Plus tard, Lee, en cheerleader innocente, est utilisée par le réalisateur et les autres filles comme un appât auprès du vendeur de voiture, clairement obsédé sexuel, en symbole du manque de discernement, de logique, de second degré, d'intelligence de la jeune fille. Elle aurait pu faire partie du premier groupe.
Abernathy, enfin, qui achèvera le monstre d'un coup de pied dans la tête, pied léché quelques heures auparavant par un Stuntman Mike lubrique et dangereux dans une pulsion érotique et sanglante, symbolise dans le film le mélange parfait de la belle et puissante, qui cache son intelligence et surprendra ses amies comme le spectateur par sa tenacité, son audace et sa force.
L'exhbition quasi-fétichiste des héroïnes font du film une révélation pénétrante, abyssale, une allégorie du viol, comme en atteste la scène à l'hôpital, lorsque de façon très peu anodine, le spectateur comprend que le coupable s'en sortira, car lui n'avait pas bu. Les choses deviennent sérieuses.
Avec des personnages hyper-sexualisés et le déchaînement viscéral de la féminité, la jouissance vient de l'image pour le spectateur, comme elle vient du sang et de la violence pour Stuntman Mike. La tension sexuelle est à la fois un régal pour les yeux et le grave fil conducteur du revenge/trash movie que constitue Death Proof.
La consistance du film réside ainsi dans cette allégorie parfaite de la violence sexuelle.
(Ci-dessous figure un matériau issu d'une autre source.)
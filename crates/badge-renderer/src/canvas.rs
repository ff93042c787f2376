//! Supersampled drawing surface.
//!
//! The canvas is `target × scale` pixels. All geometry is drawn at that size
//! and the result is downsampled once, at the end, with a Lanczos filter.

use image::imageops::{self, FilterType};
use image::{Pixel, Rgba, RgbaImage};
use imageproc::drawing::draw_filled_circle_mut;
use rayon::prelude::*;

use badge_common::{BadgeError, BadgeResult, CanvasConfig, Rgb};

/// RGBA pixel buffer drawn at a multiple of the output size.
#[derive(Debug, Clone)]
pub struct SupersampledCanvas {
    image: RgbaImage,
    scale: u32,
    target_width: u32,
    target_height: u32,
}

impl SupersampledCanvas {
    /// Canvas showing `background` stretched to fill it, or a flat `fallback` color.
    pub fn new(
        config: &CanvasConfig,
        background: Option<&RgbaImage>,
        fallback: Rgb,
    ) -> BadgeResult<Self> {
        let width = config
            .target_width
            .checked_mul(config.scale_factor)
            .ok_or_else(|| BadgeError::Render("canvas width overflows".to_string()))?;
        let height = config
            .target_height
            .checked_mul(config.scale_factor)
            .ok_or_else(|| BadgeError::Render("canvas height overflows".to_string()))?;

        let image = match background {
            Some(bg) if bg.dimensions() == (width, height) => bg.clone(),
            Some(bg) if bg.width() > 0 && bg.height() > 0 => {
                imageops::resize(bg, width, height, FilterType::Lanczos3)
            }
            _ => RgbaImage::from_pixel(width, height, Rgba(fallback.opaque())),
        };

        Ok(Self {
            image,
            scale: config.scale_factor,
            target_width: config.target_width,
            target_height: config.target_height,
        })
    }

    pub fn scale(&self) -> u32 {
        self.scale
    }

    /// Convert a target-pixel length to canvas pixels.
    pub fn px(&self, target: f32) -> f32 {
        target * self.scale as f32
    }

    pub fn width(&self) -> u32 {
        self.image.width()
    }

    pub fn height(&self) -> u32 {
        self.image.height()
    }

    pub fn image(&self) -> &RgbaImage {
        &self.image
    }

    pub fn image_mut(&mut self) -> &mut RgbaImage {
        &mut self.image
    }

    pub fn into_image(self) -> RgbaImage {
        self.image
    }

    /// Alpha-composite a full-canvas layer of `color` at opacity `alpha` (0..=1).
    pub fn apply_tint(&mut self, color: Rgb, alpha: f32) {
        let a = (alpha.clamp(0.0, 1.0) * 255.0).round() as u8;
        if a == 0 {
            return;
        }
        let overlay = Rgba(color.with_alpha(a));
        self.image
            .par_chunks_exact_mut(4)
            .for_each(|px| {
                let mut pixel = Rgba([px[0], px[1], px[2], px[3]]);
                pixel.blend(&overlay);
                px.copy_from_slice(&pixel.0);
            });
    }

    /// Alpha-composite `top` with its top-left corner at `(x, y)`.
    pub fn overlay(&mut self, top: &RgbaImage, x: i64, y: i64) {
        imageops::overlay(&mut self.image, top, x, y);
    }

    /// Resize `image` to `width` (canvas pixels) keeping its aspect ratio,
    /// paste it horizontally centered at `y`, and return its pasted height.
    pub fn paste_centered_width(&mut self, image: &RgbaImage, width: u32, y: i64) -> u32 {
        if image.width() == 0 || image.height() == 0 || width == 0 {
            return 0;
        }
        let height =
            ((width as f64 * image.height() as f64 / image.width() as f64).round() as u32).max(1);
        let resized = imageops::resize(image, width, height, FilterType::Lanczos3);
        let x = (self.width() as i64 - width as i64) / 2;
        self.overlay(&resized, x, y);
        height
    }

    /// Disc of `backing_diameter` centered at `center`, with `icon` scaled to
    /// `icon_size` pasted in its middle. Without an icon only the disc is drawn.
    pub fn paste_icon_badge(
        &mut self,
        center: (f32, f32),
        backing_diameter: f32,
        backing: Rgb,
        icon: Option<&RgbaImage>,
        icon_size: f32,
    ) {
        let cx = center.0.round() as i32;
        let cy = center.1.round() as i32;
        let radius = (backing_diameter / 2.0).round() as i32;
        draw_filled_circle_mut(&mut self.image, (cx, cy), radius, Rgba(backing.opaque()));

        let Some(icon) = icon else {
            return;
        };
        let size = icon_size.round().max(1.0) as u32;
        if icon.width() == 0 || icon.height() == 0 {
            return;
        }
        let resized = imageops::resize(icon, size, size, FilterType::Lanczos3);
        let x = cx as i64 - size as i64 / 2;
        let y = cy as i64 - size as i64 / 2;
        self.overlay(&resized, x, y);
    }

    /// Downsample to the target size. The only resize of the composed badge.
    pub fn downsample(&self) -> RgbaImage {
        if self.scale == 1 {
            return self.image.clone();
        }
        imageops::resize(
            &self.image,
            self.target_width,
            self.target_height,
            FilterType::Lanczos3,
        )
    }
}

#[cfg(test)]
mod tests {
    use super::*;

    fn assert_close(px: &Rgba<u8>, expected: [u8; 4]) {
        for (got, want) in px.0.iter().zip(expected) {
            assert!(
                (*got as i32 - want as i32).abs() <= 1,
                "pixel {:?} differs from {:?}",
                px,
                expected
            );
        }
    }

    fn config(scale: u32) -> CanvasConfig {
        CanvasConfig {
            target_width: 20,
            target_height: 10,
            scale_factor: scale,
        }
    }

    #[test]
    fn test_canvas_is_supersampled() {
        let canvas = SupersampledCanvas::new(&config(4), None, Rgb::new(1, 2, 3)).unwrap();
        assert_eq!((canvas.width(), canvas.height()), (80, 40));
        assert_eq!(canvas.image().get_pixel(0, 0), &Rgba([1, 2, 3, 255]));
        assert_eq!(canvas.px(2.5), 10.0);
    }

    #[test]
    fn test_background_is_stretched() {
        let bg = RgbaImage::from_pixel(5, 5, Rgba([9, 9, 9, 255]));
        let canvas = SupersampledCanvas::new(&config(2), Some(&bg), Rgb::WHITE).unwrap();
        assert_eq!(canvas.image().dimensions(), (40, 20));
        assert_close(canvas.image().get_pixel(20, 10), [9, 9, 9, 255]);
    }

    #[test]
    fn test_tint_blends_toward_color() {
        let mut canvas = SupersampledCanvas::new(&config(1), None, Rgb::new(0, 0, 0)).unwrap();
        canvas.apply_tint(Rgb::new(200, 100, 0), 0.5);
        let px = canvas.image().get_pixel(3, 3);
        assert!((px[0] as i32 - 100).abs() <= 1);
        assert!((px[1] as i32 - 50).abs() <= 1);
        assert_eq!(px[2], 0);
        assert_eq!(px[3], 255);
    }

    #[test]
    fn test_zero_tint_is_noop() {
        let mut canvas = SupersampledCanvas::new(&config(1), None, Rgb::new(7, 7, 7)).unwrap();
        let before = canvas.image().clone();
        canvas.apply_tint(Rgb::WHITE, 0.0);
        assert_eq!(canvas.image(), &before);
    }

    #[test]
    fn test_downsample_to_target() {
        let canvas = SupersampledCanvas::new(&config(4), None, Rgb::new(50, 60, 70)).unwrap();
        let out = canvas.downsample();
        assert_eq!(out.dimensions(), (20, 10));
        assert_close(out.get_pixel(10, 5), [50, 60, 70, 255]);
    }

    #[test]
    fn test_paste_centered_width_keeps_aspect() {
        let mut canvas = SupersampledCanvas::new(&config(4), None, Rgb::WHITE).unwrap();
        let card = RgbaImage::from_pixel(40, 20, Rgba([0, 0, 255, 255]));
        let h = canvas.paste_centered_width(&card, 20, 4);
        assert_eq!(h, 10);
        assert_close(canvas.image().get_pixel(40, 8), [0, 0, 255, 255]);
        assert_eq!(canvas.image().get_pixel(25, 8), &Rgba([255, 255, 255, 255]));
    }
}
//! Path utilities for locating fonts and scratch directories.

use std::path::PathBuf;

use badge_common::AssetNames;

/// First installed TrueType font: `TEST_FONT` if set, then the renderer's
/// default system font list.
pub fn find_system_font() -> Option<PathBuf> {
    if let Ok(font) = std::env::var("TEST_FONT") {
        let path = PathBuf::from(font);
        if path.is_file() {
            return Some(path);
        }
    }

    AssetNames::default()
        .system_fonts
        .into_iter()
        .map(PathBuf::from)
        .find(|path| path.is_file())
}

/// Creates a temporary directory for test output.
///
/// The directory is automatically cleaned up when the returned `TempDir` is dropped.
pub fn temp_test_dir() -> tempfile::TempDir {
    tempfile::tempdir().expect("Failed to create temporary test directory")
}

#[cfg(test)]
mod tests {
    use super::*;

    #[test]
    fn test_temp_test_dir_is_removed_on_drop() {
        let dir = temp_test_dir();
        let path = dir.path().to_path_buf();
        assert!(path.is_dir());
        drop(dir);
        assert!(!path.exists());
    }

    #[test]
    fn test_found_font_is_a_file() {
        if let Some(path) = find_system_font() {
            assert!(path.is_file(), "{:?}", path);
        }
    }
}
Au-delà de deux films miroirs, où l'une fois, le méchant gagne et l'autre fois, perd, les deux dénouements pour les quatuors semblent être une critique de la féérie physique proposée par le premier quatuor d'héroïnes. Le second, aux personnages bien plus travaillés, qui semble plus réel et à la portée du commun des mortels, est celui qui sortira gagnant. Elles avaient prévenu dès le départ : si un agresseur s'approche d'elles, il faudra "shut that nigga down"...
Notons pour finir ce clin d'oeil à Sofia Coppola, ex- de Tarantino, dont on voit les affiches de film Marie-Antoinette sur les magazines au drugstore.
En somme, un éloge de la femme forte sur fond de course poursuite en voiture, qui montre chez Quentin ce soutien inconditionnel aux femmes (si!) et le désamour d'une lutte contre l'hypersexualisation entrainant violence et injustice sur fond de psychopathie meurtrière.